Ribonucleic acid (RNA) is a polymeric molecule essential in various biological roles in coding, decoding, regulation and expression of genes. RNA and deoxyribonucleic acid (DNA) are nucleic acids. Along with lipids, proteins, and carbohydrates, nucleic acids constitute one of the four major macromolecules essential for all known forms of life

In HIV, it carries the genetic information that allows the virus to copy itself inside a host – the human body.

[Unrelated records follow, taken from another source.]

mod availability;
mod conflict;
mod error;
mod ledger;
mod mutations;
mod queries;
mod schedule;

pub use availability::{free_windows, merge_overlapping, subtract_intervals};
pub use error::EngineError;
pub use ledger::OverrideLedger;

use std::io;
use std::path::PathBuf;
use std::sync::Arc;
use std::time::Duration;

use dashmap::DashMap;
use tokio::sync::{RwLock, mpsc, oneshot};
use ulid::Ulid;

use crate::limits::LOCK_TIMEOUT_MS;
use crate::model::*;
use crate::notify::NotifyHub;
use crate::wal::Wal;

pub type SharedRoomState = Arc<RwLock<RoomState>>;

// ── Group-commit WAL channel ─────────────────────────────

pub(super) enum WalCommand {
    Append {
        event: Event,
        response: oneshot::Sender<io::Result<()>>,
    },
    Compact {
        events: Vec<Event>,
        response: oneshot::Sender<io::Result<()>>,
    },
    AppendsSinceCompact {
        response: oneshot::Sender<u64>,
    },
}

/// Background task that owns the WAL and batches appends for group commit.
/// 1. Block until the first Append arrives.
/// 2. Buffer it (no fsync).
/// 3. Drain all immediately available Appends (the batch window).
/// 4. Single flush_sync for the whole batch.
/// 5. Respond Ok to all senders.
async fn wal_writer_loop(mut wal: Wal, mut rx: mpsc::Receiver<WalCommand>) {
    while let Some(cmd) = rx.recv().await {
        match cmd {
            WalCommand::Append { event, response } => {
                let mut batch = vec![(event, response)];

                // Drain all immediately available appends
                loop {
                    match rx.try_recv() {
                        Ok(WalCommand::Append { event, response }) => {
                            batch.push((event, response));
                        }
                        Ok(other) => {
                            // Flush current batch first, then handle the non-append command
                            flush_and_respond(&mut wal, &mut batch);
                            handle_non_append(&mut wal, other);
                            break;
                        }
                        Err(_) => break, // channel empty — flush batch
                    }
                }

                if !batch.is_empty() {
                    flush_and_respond(&mut wal, &mut batch);
                }
            }
            other => handle_non_append(&mut wal, other),
        }
    }
}

fn flush_and_respond(wal: &mut Wal, batch: &mut Vec<(Event, oneshot::Sender<io::Result<()>>)>) {
    metrics::histogram!(crate::observability::WAL_FLUSH_BATCH_SIZE).record(batch.len() as f64);
    let flush_start = std::time::Instant::now();
    let result = flush_batch(wal, batch);
    metrics::histogram!(crate::observability::WAL_FLUSH_DURATION_SECONDS)
        .record(flush_start.elapsed().as_secs_f64());
    respond_batch(batch, &result);
}

fn flush_batch(
    wal: &mut Wal,
    batch: &mut [(Event, oneshot::Sender<io::Result<()>>)],
) -> io::Result<()> {
    let mut append_err: Option<io::Error> = None;
    for (event, _) in batch.iter() {
        if let Err(e) = wal.append_buffered(event) {
            append_err = Some(e);
            break;
        }
    }
    // Always flush — even on append error — so partially buffered bytes
    // don't leak into the next batch (callers were told this batch failed).
    let flush_err = wal.flush_sync().err();
    if let Some(e) = append_err {
        return Err(e);
    }
    if let Some(e) = flush_err {
        return Err(e);
    }
    Ok(())
}

fn respond_batch(batch: &mut Vec<(Event, oneshot::Sender<io::Result<()>>)>, result: &io::Result<()>) {
    for (_, tx) in batch.drain(..) {
        let r = match result {
            Ok(()) => Ok(()),
            Err(e) => Err(io::Error::new(e.kind(), e.to_string())),
        };
        let _ = tx.send(r);
    }
}

fn handle_non_append(wal: &mut Wal, cmd: WalCommand) {
    match cmd {
        WalCommand::Compact { events, response } => {
            let result = Wal::write_compact_file(wal.path(), &events)
                .and_then(|()| wal.swap_compact_file());
            let _ = response.send(result);
        }
        WalCommand::AppendsSinceCompact { response } => {
            let _ = response.send(wal.appends_since_compact());
        }
        WalCommand::Append { .. } => unreachable!(),
    }
}

pub struct Engine {
    pub state: DashMap<Ulid, SharedRoomState>,
    pub(super) wal_tx: mpsc::Sender<WalCommand>,
    pub notify: Arc<NotifyHub>,
    pub ledger: OverrideLedger,
    /// Reverse lookup: block/reservation id → room id.
    pub(super) entity_to_room: DashMap<Ulid, Ulid>,
}

/// Apply an event directly to a RoomState (no locking — caller holds the
/// room's write lock). Ledger appends ride on the same call so live commits
/// and replay agree.
fn apply_to_room(
    rs: &mut RoomState,
    event: &Event,
    entity_map: &DashMap<Ulid, Ulid>,
    ledger: &OverrideLedger,
) {
    match event {
        Event::ClassBlockAdded { block } => {
            entity_map.insert(block.id, block.room_id);
            rs.insert_block(block.clone());
        }
        Event::ClassBlockRemoved { id, .. } => {
            rs.remove_block(*id);
            entity_map.remove(id);
        }
        Event::ReservationPlaced { reservation } | Event::ReservationRecorded { reservation } => {
            entity_map.insert(reservation.id, reservation.room_id);
            rs.insert_reservation(reservation.clone());
        }
        Event::ReservationCancelled { id, .. } => {
            if let Some(r) = rs.reservation_mut(*id) {
                r.status = ReservationStatus::Cancelled;
            }
        }
        Event::ReservationsSuperseded {
            room_id,
            winner,
            losers,
            at,
        } => {
            for loser in losers {
                if let Some(r) = rs.reservation_mut(*loser) {
                    r.status = ReservationStatus::Overridden;
                    r.overridden_by = Some(winner.requester);
                    ledger.record(OverrideEntry {
                        actor: winner.requester,
                        reservation_id: *loser,
                        owner: r.requester.id,
                        room_id: *room_id,
                        at: *at,
                    });
                }
            }
            entity_map.insert(winner.id, *room_id);
            rs.insert_reservation(winner.clone());
        }
        Event::OverrideRecorded { entry } => {
            ledger.record(entry.clone());
        }
        // RoomCreated/Deleted are handled at the DashMap level, not here
        Event::RoomCreated { .. } | Event::RoomDeleted { .. } => {}
    }
}

impl Engine {
    pub fn new(wal_path: PathBuf, notify: Arc<NotifyHub>) -> std::io::Result<Self> {
        let events = Wal::replay(&wal_path)?;
        let wal = Wal::open(&wal_path)?;
        let (wal_tx, wal_rx) = mpsc::channel(4096);
        tokio::spawn(wal_writer_loop(wal, wal_rx));

        let engine = Self {
            state: DashMap::new(),
            wal_tx,
            notify,
            ledger: OverrideLedger::new(),
            entity_to_room: DashMap::new(),
        };

        // Replay — we're the sole owner of these Arcs, so try_write always
        // succeeds instantly. Never use blocking_write here because this
        // may run inside an async context (e.g. lazy campus creation).
        for event in &events {
            match event {
                Event::RoomCreated { id, number } => {
                    let rs = RoomState::new(*id, number.clone());
                    engine.state.insert(*id, Arc::new(RwLock::new(rs)));
                }
                Event::RoomDeleted { id } => {
                    if let Some((_, rs)) = engine.state.remove(id) {
                        let guard = rs.try_read().expect("replay: uncontended read");
                        for b in &guard.blocks {
                            engine.entity_to_room.remove(&b.id);
                        }
                        for r in &guard.reservations {
                            engine.entity_to_room.remove(&r.id);
                        }
                    }
                }
                Event::OverrideRecorded { entry } => {
                    engine.ledger.record(entry.clone());
                }
                other => {
                    if let Some(room_id) = event_room_id(other)
                        && let Some(entry) = engine.state.get(&room_id)
                    {
                        let rs_arc = entry.clone();
                        let mut guard = rs_arc.try_write().expect("replay: uncontended write");
                        apply_to_room(&mut guard, other, &engine.entity_to_room, &engine.ledger);
                    }
                }
            }
        }

        Ok(engine)
    }

    /// Write event to WAL via the background group-commit writer.
    async fn wal_append(&self, event: &Event) -> Result<(), EngineError> {
        let (tx, rx) = oneshot::channel();
        self.wal_tx
            .send(WalCommand::Append {
                event: event.clone(),
                response: tx,
            })
            .await
            .map_err(|_| EngineError::WalError("WAL writer shut down".into()))?;
        rx.await
            .map_err(|_| EngineError::WalError("WAL writer dropped response".into()))?
            .map_err(|e| EngineError::WalError(e.to_string()))
    }

    pub fn get_room(&self, id: &Ulid) -> Option<SharedRoomState> {
        self.state.get(id).map(|e| e.value().clone())
    }

    pub fn room_for_entity(&self, entity_id: &Ulid) -> Option<Ulid> {
        self.entity_to_room.get(entity_id).map(|e| *e.value())
    }

    /// WAL-append + apply + notify in one call, under the caller's room
    /// lock. A WAL failure applies nothing, so an error path never leaves
    /// partial state.
    pub(super) async fn persist_and_apply(
        &self,
        room_id: Ulid,
        rs: &mut RoomState,
        event: &Event,
    ) -> Result<(), EngineError> {
        self.wal_append(event).await?;
        apply_to_room(rs, event, &self.entity_to_room, &self.ledger);
        self.notify.send(room_id, event);
        Ok(())
    }

    /// Acquire the room's write lock within the exclusion-scope bound.
    pub(super) async fn write_room(
        &self,
        room_id: Ulid,
    ) -> Result<tokio::sync::OwnedRwLockWriteGuard<RoomState>, EngineError> {
        let rs = self.get_room(&room_id).ok_or(EngineError::NotFound(room_id))?;
        tokio::time::timeout(Duration::from_millis(LOCK_TIMEOUT_MS), rs.write_owned())
            .await
            .map_err(|_| EngineError::LockTimeout(room_id))
    }

    /// Lookup entity → room, then lock the room for writing (bounded).
    pub(super) async fn resolve_entity_write(
        &self,
        entity_id: &Ulid,
    ) -> Result<(Ulid, tokio::sync::OwnedRwLockWriteGuard<RoomState>), EngineError> {
        let room_id = self
            .room_for_entity(entity_id)
            .ok_or(EngineError::NotFound(*entity_id))?;
        let guard = self.write_room(room_id).await?;
        Ok((room_id, guard))
    }
}

/// Extract the room id from an event (for per-room events).
fn event_room_id(event: &Event) -> Option<Ulid> {
    match event {
        Event::ClassBlockAdded { block } => Some(block.room_id),
        Event::ClassBlockRemoved { room_id, .. }
        | Event::ReservationCancelled { room_id, .. }
        | Event::ReservationsSuperseded { room_id, .. } => Some(*room_id),
        Event::ReservationPlaced { reservation } | Event::ReservationRecorded { reservation } => {
            Some(reservation.room_id)
        }
        Event::RoomCreated { .. } | Event::RoomDeleted { .. } | Event::OverrideRecorded { .. } => {
            None
        }
    }
}
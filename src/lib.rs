pub mod auth;
pub mod campus;
pub mod compactor;
pub mod engine;
pub mod limits;
pub mod model;
pub mod notify;
pub mod observability;
pub mod sql;
pub mod tls;
pub mod wal;
pub mod wire;
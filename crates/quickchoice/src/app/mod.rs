//! Application layer orchestrating domain logic and infrastructure.

pub mod assistant;
pub mod capture;
pub mod executor;
pub mod formatter;
pub mod macro_engine;
pub mod poll;
pub mod registrar;
pub mod runtime;
pub mod script;
pub mod store;
pub mod template;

HIV RNA comprises about 9,800 nucleotides.

Researchers found that HIV chooses its viral RNA, the ‘source code’ that it injects into healthy human cells to infect them – based on functions attributable to just two nucleotides.

“It’s just this two-nucleotide difference that makes such a dramatic effect,” said Karin Musier-Forsyth, senior author of the study, Ohio Eminent Scholar and a professor of chemistry and biochemistry at The Ohio State University. “If we can prevent it from packaging its own genome, we can prevent it from spreading inside the body.”

If treatments could be developed based on this discovery, they would be different to most of the current treatment approaches which primarily target viral proteins. The researchers stressed that developing treatments based on this approach would be many years away, but the discovery may be another important breakthrough on the road to eradicating the virus.

Musier-Forsyth has published over 100 peer reviewed articles and is one of the world’s leading researchers in the area of viral replication and the transfer of genetic code.